(Stored entries)
--- START ---

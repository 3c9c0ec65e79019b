//! Layout and gesture math for the star rating widget
//!
//! Everything in here is pure so the rendering and interaction rules can be
//! unit tested without spinning up a renderer. The widget resolves its slot
//! geometry from *measured* bounds on every frame, so these functions take
//! plain numbers rather than configuration state.

use iced::{Point, Size};

/// Number of star slots in the row
pub const SLOT_COUNT: usize = 5;

/// Maximum rating value (one point per star)
pub const MAX_RATING: f32 = SLOT_COUNT as f32;

/// Default gap between stars when an explicit star width is configured
pub const DEFAULT_SPACING: f32 = 8.0;

/// Maximum pointer displacement (in px) still treated as a tap
pub const TAP_SLOP: f32 = 8.0;

/// Inner/outer radius ratio of the star polygon
const INNER_RADIUS_RATIO: f32 = 0.45;

/// Fraction of a star slot shown as filled for the given rating
///
/// `index` is 1-based: the first star covers ratings 0..=1, the second
/// 1..=2, and so on. Always in [0, 1] regardless of the rating value.
pub fn fill_amount(rating: f32, index: usize) -> f32 {
    (rating - (index as f32 - 1.0)).clamp(0.0, 1.0)
}

/// Fill fractions for all five slots
pub fn fill_amounts(rating: f32) -> [f32; SLOT_COUNT] {
    std::array::from_fn(|i| fill_amount(rating, i + 1))
}

/// Per-star width derived from an overall row width
///
/// Stars take 4/5 of the row; the remaining 1/5 is absorbed by gaps.
pub fn auto_star_width(overall: f32) -> f32 {
    overall / 25.0 * 4.0
}

/// Resolved slot geometry for one frame
#[derive(Debug, Clone, Copy, PartialEq)]
pub struct SlotMetrics {
    /// Width (and height) of a single star
    pub star_width: f32,
    /// Gap between adjacent stars
    pub gap: f32,
    /// Offset of the first star from the left edge of the bounds
    pub leading: f32,
}

impl SlotMetrics {
    /// Resolve slot geometry from measured bounds
    ///
    /// An explicit `star_width` is used verbatim. Otherwise the star width is
    /// derived from the measured overall width (capped by the available
    /// height) and the default gap is 1/25 of the overall width, which leaves
    /// half a gap of margin on each side of the row.
    pub fn resolve(bounds: Size, star_width: Option<f32>, spacing: Option<f32>) -> Self {
        let (star_width, gap) = match star_width {
            Some(width) => (width, spacing.unwrap_or(DEFAULT_SPACING)),
            None => (
                auto_star_width(bounds.width).min(bounds.height),
                spacing.unwrap_or(bounds.width / 25.0),
            ),
        };

        let span = star_width * SLOT_COUNT as f32 + gap * (SLOT_COUNT - 1) as f32;
        let leading = ((bounds.width - span) / 2.0).max(0.0);

        Self {
            star_width,
            gap,
            leading,
        }
    }

    /// X offset of the slot with the given 1-based index
    pub fn slot_x(&self, index: usize) -> f32 {
        self.leading + (index as f32 - 1.0) * (self.star_width + self.gap)
    }

    /// Total width spanned by the five stars and their gaps
    pub fn span(&self) -> f32 {
        self.star_width * SLOT_COUNT as f32 + self.gap * (SLOT_COUNT - 1) as f32
    }
}

/// Vertices of a five-pointed star inscribed in a `size` x `size` box
///
/// Points alternate between the outer and inner radius, starting from the
/// top point and winding clockwise.
pub fn star_points(size: f32) -> [Point; 10] {
    let center = Point::new(size / 2.0, size / 2.0);
    let outer = size / 2.0;
    let inner = outer * INNER_RADIUS_RATIO;

    std::array::from_fn(|i| {
        let radius = if i % 2 == 0 { outer } else { inner };
        let angle = -std::f32::consts::FRAC_PI_2 + i as f32 * std::f32::consts::PI / 5.0;
        Point::new(
            center.x + radius * angle.cos(),
            center.y + radius * angle.sin(),
        )
    })
}

/// Rating at a pointer x offset within a row of the given measured width
///
/// Returns `None` before the first layout pass has produced a usable width,
/// so an early gesture has no effect instead of yielding NaN or infinity.
pub fn rating_at(x: f32, width: f32) -> Option<f32> {
    if !width.is_finite() || width <= 0.0 {
        return None;
    }

    Some((x / width * MAX_RATING).clamp(0.0, MAX_RATING))
}

/// Axis dominance rule: horizontal motion must dominate vertical motion
///
/// A zero-displacement tap qualifies. A vertically dominated gesture is a
/// scroll/pan and must not change the rating.
pub fn is_rating_gesture(dx: f32, dy: f32) -> bool {
    dx.abs() >= dy.abs()
}

/// Decide the committed rating for a finished gesture, if any
///
/// `origin` and `position` are the press and release points relative to the
/// widget bounds. When `tap_only` is set, gestures travelling further than
/// [`TAP_SLOP`] are rejected so only taps change the rating.
pub fn commit_rating(origin: Point, position: Point, width: f32, tap_only: bool) -> Option<f32> {
    let delta = position - origin;

    if !is_rating_gesture(delta.x, delta.y) {
        return None;
    }

    if tap_only && delta.x.hypot(delta.y) > TAP_SLOP {
        return None;
    }

    rating_at(position.x, width)
}

/// Live preview rating for an in-flight drag, if the gesture qualifies
///
/// Applies the same dominance gate as [`commit_rating`] so a vertical pan
/// over the widget never flashes a preview.
pub fn preview_rating(origin: Point, position: Point, width: f32) -> Option<f32> {
    let delta = position - origin;

    if !is_rating_gesture(delta.x, delta.y) {
        return None;
    }

    rating_at(position.x, width)
}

--- END ---

[Assignment]:
Select every line of the records holding the string "outer".

[Answer for this exercise]:
/// Inner/outer radius ratio of the star polygon
/// Points alternate between the outer and inner radius, starting from the
    let outer = size / 2.0;
    let inner = outer * INNER_RADIUS_RATIO;
        let radius = if i % 2 == 0 { outer } else { inner };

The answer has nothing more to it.